Well I had A2A taped, but thanks for ruining the ending for me.
 
Re: SPOILERS - *IDENTICAL* to Ashes to Ashes.

"It turns out they've been dead all along" is a big, trite cliché. Something doesn't get to be cliché unless it pops up a lot, particularly when writers run out of creativity or paint themselves into a corner. That said, I don't know the show of which you speak, so I can't say if that was as terrible a move there as it was for Lost.

Fictitiously yours, Trent Roman
 
Re: SPOILERS - *IDENTICAL* to Ashes to Ashes.

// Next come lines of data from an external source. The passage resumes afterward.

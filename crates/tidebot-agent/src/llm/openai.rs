//! OpenAI-compatible chat completions provider.

use async_trait::async_trait;
use reqwest::Client;
use serde::{Deserialize, Serialize};
use tracing::{debug, warn};

use tidebot_config::ProviderConfig;
use tidebot_tools::ToolDefinition;

use super::types::{ChatMessage, ChatOptions, LlmResponse, Role, ToolCall};
use super::{LlmError, LlmProvider};

const DEFAULT_API_BASE: &str = "https://api.openai.com/v1";

pub struct OpenAiProvider {
    client: Client,
    api_key: String,
    base_url: String,
}

impl OpenAiProvider {
    pub fn new(api_key: impl Into<String>, base_url: Option<String>) -> Self {
        let base_url = base_url
            .unwrap_or_else(|| DEFAULT_API_BASE.to_string())
            .trim_end_matches('/')
            .to_string();
        Self {
            client: Client::new(),
            api_key: api_key.into(),
            base_url,
        }
    }

    /// Build a provider from config, resolving the API key from the
    /// environment when the config has none.
    pub fn from_config(config: &ProviderConfig) -> Result<Self, LlmError> {
        let api_key = config.resolved_api_key().ok_or_else(|| {
            LlmError::NotConfigured(
                "no API key (set provider.api_key or OPENAI_API_KEY)".to_string(),
            )
        })?;
        Ok(Self::new(api_key, config.api_base.clone()))
    }
}

#[derive(Debug, Serialize)]
struct OpenAiRequest {
    model: String,
    messages: Vec<OpenAiMessage>,
    max_tokens: u32,
    temperature: f32,
    #[serde(skip_serializing_if = "Option::is_none")]
    tools: Option<Vec<OpenAiTool>>,
    #[serde(skip_serializing_if = "Option::is_none")]
    tool_choice: Option<&'static str>,
}

#[derive(Debug, Serialize, Deserialize)]
struct OpenAiMessage {
    role: String,
    content: Option<String>,
    #[serde(skip_serializing_if = "Option::is_none")]
    tool_call_id: Option<String>,
    #[serde(skip_serializing_if = "Option::is_none")]
    name: Option<String>,
    #[serde(skip_serializing_if = "Option::is_none")]
    tool_calls: Option<Vec<OpenAiToolCall>>,
}

#[derive(Debug, Serialize)]
struct OpenAiTool {
    #[serde(rename = "type")]
    tool_type: &'static str,
    function: OpenAiFunction,
}

#[derive(Debug, Serialize)]
struct OpenAiFunction {
    name: String,
    description: String,
    parameters: serde_json::Value,
}

#[derive(Debug, Deserialize)]
struct OpenAiResponse {
    #[serde(default)]
    choices: Vec<OpenAiChoice>,
}

#[derive(Debug, Deserialize)]
struct OpenAiChoice {
    message: OpenAiResponseMessage,
    finish_reason: Option<String>,
}

#[derive(Debug, Deserialize)]
struct OpenAiResponseMessage {
    content: Option<String>,
    tool_calls: Option<Vec<OpenAiToolCall>>,
}

#[derive(Debug, Serialize, Deserialize, Clone)]
struct OpenAiToolCall {
    id: String,
    #[serde(rename = "type", default = "function_type")]
    call_type: String,
    function: OpenAiFunctionCall,
}

fn function_type() -> String {
    "function".to_string()
}

#[derive(Debug, Serialize, Deserialize, Clone)]
struct OpenAiFunctionCall {
    name: String,
    /// JSON-encoded argument object.
    arguments: String,
}

#[derive(Debug, Deserialize)]
struct OpenAiError {
    error: OpenAiErrorDetail,
}

#[derive(Debug, Deserialize)]
struct OpenAiErrorDetail {
    message: String,
}

fn to_wire_messages(messages: &[ChatMessage]) -> Vec<OpenAiMessage> {
    messages
        .iter()
        .map(|m| {
            let role = match m.role {
                Role::System => "system",
                Role::User => "user",
                Role::Assistant => "assistant",
                Role::Tool => "tool",
            };
            let tool_calls = (!m.tool_calls.is_empty()).then(|| {
                m.tool_calls
                    .iter()
                    .map(|c| OpenAiToolCall {
                        id: c.id.clone(),
                        call_type: function_type(),
                        function: OpenAiFunctionCall {
                            name: c.name.clone(),
                            arguments: c.arguments.to_string(),
                        },
                    })
                    .collect()
            });
            // Assistant turns that only call tools carry null content.
            let content = if m.content.is_empty() && tool_calls.is_some() {
                None
            } else {
                Some(m.content.clone())
            };
            OpenAiMessage {
                role: role.to_string(),
                content,
                tool_call_id: m.tool_call_id.clone(),
                name: m.name.clone(),
                tool_calls,
            }
        })
        .collect()
}

fn to_wire_tools(tools: &[ToolDefinition]) -> Option<Vec<OpenAiTool>> {
    if tools.is_empty() {
        return None;
    }
    Some(
        tools
            .iter()
            .map(|t| OpenAiTool {
                tool_type: "function",
                function: OpenAiFunction {
                    name: t.name.clone(),
                    description: t.description.clone(),
                    parameters: t.parameters.clone(),
                },
            })
            .collect(),
    )
}

fn parse_response(response: OpenAiResponse) -> Result<LlmResponse, LlmError> {
    let choice = response
        .choices
        .into_iter()
        .next()
        .ok_or_else(|| LlmError::InvalidResponse("no choices in response".to_string()))?;

    let tool_calls = choice
        .message
        .tool_calls
        .unwrap_or_default()
        .into_iter()
        .map(|c| {
            let arguments = if c.function.arguments.trim().is_empty() {
                serde_json::json!({})
            } else {
                serde_json::from_str(&c.function.arguments).unwrap_or_else(|e| {
                    warn!(tool = %c.function.name, "Unparseable tool arguments: {e}");
                    serde_json::json!({})
                })
            };
            ToolCall {
                id: c.id,
                name: c.function.name,
                arguments,
            }
        })
        .collect();

    Ok(LlmResponse {
        content: choice.message.content,
        tool_calls,
        finish_reason: choice.finish_reason,
    })
}

#[async_trait]
impl LlmProvider for OpenAiProvider {
    async fn chat(
        &self,
        messages: &[ChatMessage],
        tools: &[ToolDefinition],
        options: &ChatOptions,
    ) -> Result<LlmResponse, LlmError> {
        let tools = to_wire_tools(tools);
        let request = OpenAiRequest {
            model: options.model.clone(),
            messages: to_wire_messages(messages),
            max_tokens: options.max_tokens,
            temperature: options.temperature,
            tool_choice: tools.as_ref().map(|_| "auto"),
            tools,
        };

        debug!(model = %options.model, messages = messages.len(), "Chat completion request");
        let response = self
            .client
            .post(format!("{}/chat/completions", self.base_url))
            .bearer_auth(&self.api_key)
            .json(&request)
            .send()
            .await?;

        let status = response.status();
        if !status.is_success() {
            let body = response.text().await.unwrap_or_default();
            let message = serde_json::from_str::<OpenAiError>(&body)
                .map(|e| e.error.message)
                .unwrap_or(body);
            return Err(LlmError::Api {
                status: status.as_u16(),
                message,
            });
        }

        let body: OpenAiResponse = response.json().await?;
        parse_response(body)
    }
}

#[cfg(test)]
mod tests {
    use super::*;
    use serde_json::json;

    #[test]
    fn test_wire_messages_carry_tool_calls() {
        let call = ToolCall {
            id: "call_1".into(),
            name: "read_file".into(),
            arguments: json!({"path": "a.txt"}),
        };
        let messages = vec![
            ChatMessage::system("sys"),
            ChatMessage::user("read a.txt"),
            ChatMessage::assistant_with_tools("", vec![call]),
            ChatMessage::tool_result("call_1", "read_file", "hello"),
        ];
        let wire = serde_json::to_value(to_wire_messages(&messages)).unwrap();

        assert_eq!(wire[0]["role"], "system");
        assert_eq!(wire[2]["role"], "assistant");
        assert!(wire[2]["content"].is_null());
        assert_eq!(wire[2]["tool_calls"][0]["type"], "function");
        assert_eq!(
            wire[2]["tool_calls"][0]["function"]["arguments"],
            r#"{"path":"a.txt"}"#
        );
        assert_eq!(wire[3]["role"], "tool");
        assert_eq!(wire[3]["tool_call_id"], "call_1");
        assert_eq!(wire[3]["content"], "hello");
        assert!(wire[1].get("tool_calls").is_none());
    }

    #[test]
    fn test_no_tools_omits_tool_fields() {
        assert!(to_wire_tools(&[]).is_none());
        let tools = to_wire_tools(&[ToolDefinition {
            name: "exec".into(),
            description: "run".into(),
            parameters: json!({"type": "object"}),
        }])
        .unwrap();
        let wire = serde_json::to_value(&tools).unwrap();
        assert_eq!(wire[0]["type"], "function");
        assert_eq!(wire[0]["function"]["name"], "exec");
    }

    #[test]
    fn test_parse_response_with_tool_calls() {
        let raw = json!({
            "choices": [{
                "message": {
                    "content": null,
                    "tool_calls": [
                        {"id": "c1", "type": "function",
                         "function": {"name": "list_dir", "arguments": "{\"path\":\".\"}"}},
                        {"id": "c2", "type": "function",
                         "function": {"name": "exec", "arguments": "not json"}}
                    ]
                },
                "finish_reason": "tool_calls"
            }]
        });
        let parsed = parse_response(serde_json::from_value(raw).unwrap()).unwrap();
        assert!(parsed.content.is_none());
        assert_eq!(parsed.tool_calls.len(), 2);
        assert_eq!(parsed.tool_calls[0].arguments, json!({"path": "."}));
        assert_eq!(parsed.tool_calls[1].arguments, json!({}));
        assert_eq!(parsed.finish_reason.as_deref(), Some("tool_calls"));
    }

    #[test]
    fn test_parse_response_without_choices() {
        let parsed = parse_response(serde_json::from_value(json!({"choices": []})).unwrap());
        assert!(matches!(parsed, Err(LlmError::InvalidResponse(_))));
    }

    #[test]
    fn test_from_config_trims_base_url() {
        let provider = OpenAiProvider::from_config(&ProviderConfig {
            api_key: Some("sk-test".into()),
            api_base: Some("https://openrouter.ai/api/v1/".into()),
        })
        .unwrap();
        assert_eq!(provider.base_url, "https://openrouter.ai/api/v1");
    }
}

"It was all a dream", "computer, end program", "wake up, Neo, and smell the Matrix", "they were dead all along"........ I'm starting to get veeeeeerrrrryyyy bored with these "everything you know is wrong" type stories. <yawn!>
 
Re: SPOILERS - *IDENTICAL* to Ashes to Ashes.

You know theres not much point putting spoiler in the title when the title is the spoiler.
 
Re: SPOILERS - *IDENTICAL* to Ashes to Ashes.

"It turns out they've been dead all along" is a big, trite cliché. Something doesn't get to be cliché unless it pops up a lot, particularly when writers run out of creativity or paint themselves into a corner. That said, I don't know the show of which you speak, so I can't say if that was as terrible a move there as it was for Lost.

Fictitiously yours, Trent Roman

Huh? They weren't dead all along; Christian explained pretty clearly that everything on the island was real.
 
Re: SPOILERS - *IDENTICAL* to Ashes to Ashes.

You know theres not much point putting spoiler in the title when the title is the spoiler.

yep, those of us who know how A2A ended but are not caught up on Lost (or vice versa) are now fucked.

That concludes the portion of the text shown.